:: DATA UNDER STUDY

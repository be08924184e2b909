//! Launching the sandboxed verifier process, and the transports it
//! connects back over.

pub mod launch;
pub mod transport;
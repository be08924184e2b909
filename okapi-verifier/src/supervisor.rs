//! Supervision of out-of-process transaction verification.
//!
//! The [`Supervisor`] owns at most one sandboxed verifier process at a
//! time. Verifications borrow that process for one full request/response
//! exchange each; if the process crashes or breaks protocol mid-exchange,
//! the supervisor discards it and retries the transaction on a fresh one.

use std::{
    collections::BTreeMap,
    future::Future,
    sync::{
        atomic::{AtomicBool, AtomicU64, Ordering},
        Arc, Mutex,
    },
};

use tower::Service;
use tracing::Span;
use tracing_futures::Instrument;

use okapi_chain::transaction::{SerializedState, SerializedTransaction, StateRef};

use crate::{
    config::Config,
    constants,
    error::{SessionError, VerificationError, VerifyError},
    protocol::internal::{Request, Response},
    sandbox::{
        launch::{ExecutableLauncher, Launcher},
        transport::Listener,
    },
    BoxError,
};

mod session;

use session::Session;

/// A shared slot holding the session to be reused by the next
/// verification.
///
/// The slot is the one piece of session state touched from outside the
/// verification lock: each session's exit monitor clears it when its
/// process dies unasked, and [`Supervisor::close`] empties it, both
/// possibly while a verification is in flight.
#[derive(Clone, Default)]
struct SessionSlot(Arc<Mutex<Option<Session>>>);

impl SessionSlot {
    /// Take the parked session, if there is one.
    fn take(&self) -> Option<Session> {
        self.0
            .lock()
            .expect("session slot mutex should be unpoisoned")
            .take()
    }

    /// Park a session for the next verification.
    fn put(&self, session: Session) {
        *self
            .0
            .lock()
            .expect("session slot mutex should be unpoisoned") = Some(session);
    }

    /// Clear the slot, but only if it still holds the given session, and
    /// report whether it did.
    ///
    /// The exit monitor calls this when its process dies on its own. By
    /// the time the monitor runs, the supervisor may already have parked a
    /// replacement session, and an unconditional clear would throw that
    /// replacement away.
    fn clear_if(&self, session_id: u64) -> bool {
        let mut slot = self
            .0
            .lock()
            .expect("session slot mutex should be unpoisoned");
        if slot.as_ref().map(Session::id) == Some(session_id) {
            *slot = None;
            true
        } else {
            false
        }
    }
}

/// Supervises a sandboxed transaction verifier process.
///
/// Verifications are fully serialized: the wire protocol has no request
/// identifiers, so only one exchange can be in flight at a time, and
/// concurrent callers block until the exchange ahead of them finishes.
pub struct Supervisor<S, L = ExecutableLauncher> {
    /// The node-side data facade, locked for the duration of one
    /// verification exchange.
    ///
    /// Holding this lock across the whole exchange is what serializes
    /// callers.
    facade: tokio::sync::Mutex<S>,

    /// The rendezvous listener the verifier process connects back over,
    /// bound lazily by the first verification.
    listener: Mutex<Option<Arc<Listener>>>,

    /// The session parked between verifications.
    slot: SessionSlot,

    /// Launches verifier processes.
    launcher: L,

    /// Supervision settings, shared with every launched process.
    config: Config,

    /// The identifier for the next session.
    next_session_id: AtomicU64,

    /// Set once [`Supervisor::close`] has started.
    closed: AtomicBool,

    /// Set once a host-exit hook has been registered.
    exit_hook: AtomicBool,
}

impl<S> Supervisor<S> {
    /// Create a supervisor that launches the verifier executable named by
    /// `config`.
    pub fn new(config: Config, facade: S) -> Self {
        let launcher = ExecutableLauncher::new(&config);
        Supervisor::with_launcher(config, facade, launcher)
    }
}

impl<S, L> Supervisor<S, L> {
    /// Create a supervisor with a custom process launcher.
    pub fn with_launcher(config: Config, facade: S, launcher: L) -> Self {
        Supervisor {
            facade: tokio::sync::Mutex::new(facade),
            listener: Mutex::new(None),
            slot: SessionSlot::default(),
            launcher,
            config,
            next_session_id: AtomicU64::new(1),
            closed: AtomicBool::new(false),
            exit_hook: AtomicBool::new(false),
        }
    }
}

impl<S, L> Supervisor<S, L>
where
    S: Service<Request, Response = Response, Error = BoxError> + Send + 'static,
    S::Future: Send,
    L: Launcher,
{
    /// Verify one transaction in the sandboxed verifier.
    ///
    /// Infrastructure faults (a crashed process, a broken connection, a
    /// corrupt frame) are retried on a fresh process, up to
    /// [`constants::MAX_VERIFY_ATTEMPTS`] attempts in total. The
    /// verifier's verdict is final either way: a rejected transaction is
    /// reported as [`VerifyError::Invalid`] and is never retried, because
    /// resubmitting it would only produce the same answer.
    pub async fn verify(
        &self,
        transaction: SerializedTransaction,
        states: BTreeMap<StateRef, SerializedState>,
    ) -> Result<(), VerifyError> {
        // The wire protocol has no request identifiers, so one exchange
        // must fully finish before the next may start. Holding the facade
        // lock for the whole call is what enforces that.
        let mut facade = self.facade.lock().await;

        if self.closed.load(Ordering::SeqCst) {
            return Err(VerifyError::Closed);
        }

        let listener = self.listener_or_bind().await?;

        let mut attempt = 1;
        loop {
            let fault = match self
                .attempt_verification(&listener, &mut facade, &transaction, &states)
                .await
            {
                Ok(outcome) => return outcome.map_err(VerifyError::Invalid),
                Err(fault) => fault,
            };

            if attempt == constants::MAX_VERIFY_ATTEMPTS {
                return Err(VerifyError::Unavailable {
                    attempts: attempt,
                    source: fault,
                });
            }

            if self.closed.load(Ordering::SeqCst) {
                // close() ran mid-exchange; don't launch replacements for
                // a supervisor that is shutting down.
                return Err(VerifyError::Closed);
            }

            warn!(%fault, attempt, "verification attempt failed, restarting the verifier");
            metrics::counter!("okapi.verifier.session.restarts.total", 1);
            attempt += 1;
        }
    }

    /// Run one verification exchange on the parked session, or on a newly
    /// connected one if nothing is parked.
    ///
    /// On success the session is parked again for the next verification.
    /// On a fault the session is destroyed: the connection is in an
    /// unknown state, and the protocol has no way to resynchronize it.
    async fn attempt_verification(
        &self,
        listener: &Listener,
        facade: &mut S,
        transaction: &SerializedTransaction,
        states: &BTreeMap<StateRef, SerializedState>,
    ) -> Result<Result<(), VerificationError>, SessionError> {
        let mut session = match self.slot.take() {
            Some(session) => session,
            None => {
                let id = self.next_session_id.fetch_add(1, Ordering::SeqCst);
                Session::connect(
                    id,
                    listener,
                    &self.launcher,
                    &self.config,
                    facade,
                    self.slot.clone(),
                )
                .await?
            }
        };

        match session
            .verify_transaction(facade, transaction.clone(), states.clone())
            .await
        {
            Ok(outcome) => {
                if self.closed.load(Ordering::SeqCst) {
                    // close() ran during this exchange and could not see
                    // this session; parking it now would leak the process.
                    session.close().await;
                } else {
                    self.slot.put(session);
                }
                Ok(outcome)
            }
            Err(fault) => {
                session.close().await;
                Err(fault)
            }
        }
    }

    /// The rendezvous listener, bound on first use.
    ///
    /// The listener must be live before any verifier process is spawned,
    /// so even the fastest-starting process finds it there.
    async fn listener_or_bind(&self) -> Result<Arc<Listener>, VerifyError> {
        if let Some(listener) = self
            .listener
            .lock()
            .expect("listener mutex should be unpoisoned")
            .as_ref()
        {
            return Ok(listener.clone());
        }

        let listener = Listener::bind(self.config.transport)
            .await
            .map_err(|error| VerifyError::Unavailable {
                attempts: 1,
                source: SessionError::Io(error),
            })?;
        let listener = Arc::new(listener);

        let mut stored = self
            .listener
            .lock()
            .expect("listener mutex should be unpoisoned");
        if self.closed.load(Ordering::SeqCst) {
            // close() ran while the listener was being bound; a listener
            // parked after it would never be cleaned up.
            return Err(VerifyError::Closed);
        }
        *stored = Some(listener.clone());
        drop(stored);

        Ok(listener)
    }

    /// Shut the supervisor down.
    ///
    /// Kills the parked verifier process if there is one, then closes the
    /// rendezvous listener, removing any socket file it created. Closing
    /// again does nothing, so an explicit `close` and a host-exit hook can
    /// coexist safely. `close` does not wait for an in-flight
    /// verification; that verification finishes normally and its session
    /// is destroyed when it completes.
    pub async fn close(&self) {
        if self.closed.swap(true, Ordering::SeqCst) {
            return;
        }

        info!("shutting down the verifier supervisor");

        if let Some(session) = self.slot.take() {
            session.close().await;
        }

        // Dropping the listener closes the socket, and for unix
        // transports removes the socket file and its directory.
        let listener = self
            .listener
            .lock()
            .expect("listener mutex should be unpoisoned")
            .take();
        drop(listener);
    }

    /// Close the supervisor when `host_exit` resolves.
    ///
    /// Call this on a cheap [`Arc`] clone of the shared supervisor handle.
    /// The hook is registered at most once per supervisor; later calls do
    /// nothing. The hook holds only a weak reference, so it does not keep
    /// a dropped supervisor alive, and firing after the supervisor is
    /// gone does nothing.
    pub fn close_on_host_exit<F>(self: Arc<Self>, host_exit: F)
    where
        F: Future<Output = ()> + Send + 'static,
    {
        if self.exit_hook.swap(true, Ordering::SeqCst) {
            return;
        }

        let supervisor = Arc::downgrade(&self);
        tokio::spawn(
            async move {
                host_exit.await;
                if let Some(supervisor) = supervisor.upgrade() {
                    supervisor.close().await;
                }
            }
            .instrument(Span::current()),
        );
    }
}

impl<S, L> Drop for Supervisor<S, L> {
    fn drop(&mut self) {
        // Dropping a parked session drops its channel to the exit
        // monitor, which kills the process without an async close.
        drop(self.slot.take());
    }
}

::::

▶ [AIM OF THE EXERCISE]:
Everything in the material above from the line that has "has been registered." through the line that has "so one exchange" must be duplicated exactly, with no other lines given.

▶ [TASK ANSWER]:
    /// Set once a host-exit hook has been registered.
    exit_hook: AtomicBool,
}

impl<S> Supervisor<S> {
    /// Create a supervisor that launches the verifier executable named by
    /// `config`.
    pub fn new(config: Config, facade: S) -> Self {
        let launcher = ExecutableLauncher::new(&config);
        Supervisor::with_launcher(config, facade, launcher)
    }
}

impl<S, L> Supervisor<S, L> {
    /// Create a supervisor with a custom process launcher.
    pub fn with_launcher(config: Config, facade: S, launcher: L) -> Self {
        Supervisor {
            facade: tokio::sync::Mutex::new(facade),
            listener: Mutex::new(None),
            slot: SessionSlot::default(),
            launcher,
            config,
            next_session_id: AtomicU64::new(1),
            closed: AtomicBool::new(false),
            exit_hook: AtomicBool::new(false),
        }
    }
}

impl<S, L> Supervisor<S, L>
where
    S: Service<Request, Response = Response, Error = BoxError> + Send + 'static,
    S::Future: Send,
    L: Launcher,
{
    /// Verify one transaction in the sandboxed verifier.
    ///
    /// Infrastructure faults (a crashed process, a broken connection, a
    /// corrupt frame) are retried on a fresh process, up to
    /// [`constants::MAX_VERIFY_ATTEMPTS`] attempts in total. The
    /// verifier's verdict is final either way: a rejected transaction is
    /// reported as [`VerifyError::Invalid`] and is never retried, because
    /// resubmitting it would only produce the same answer.
    pub async fn verify(
        &self,
        transaction: SerializedTransaction,
        states: BTreeMap<StateRef, SerializedState>,
    ) -> Result<(), VerifyError> {
        // The wire protocol has no request identifiers, so one exchange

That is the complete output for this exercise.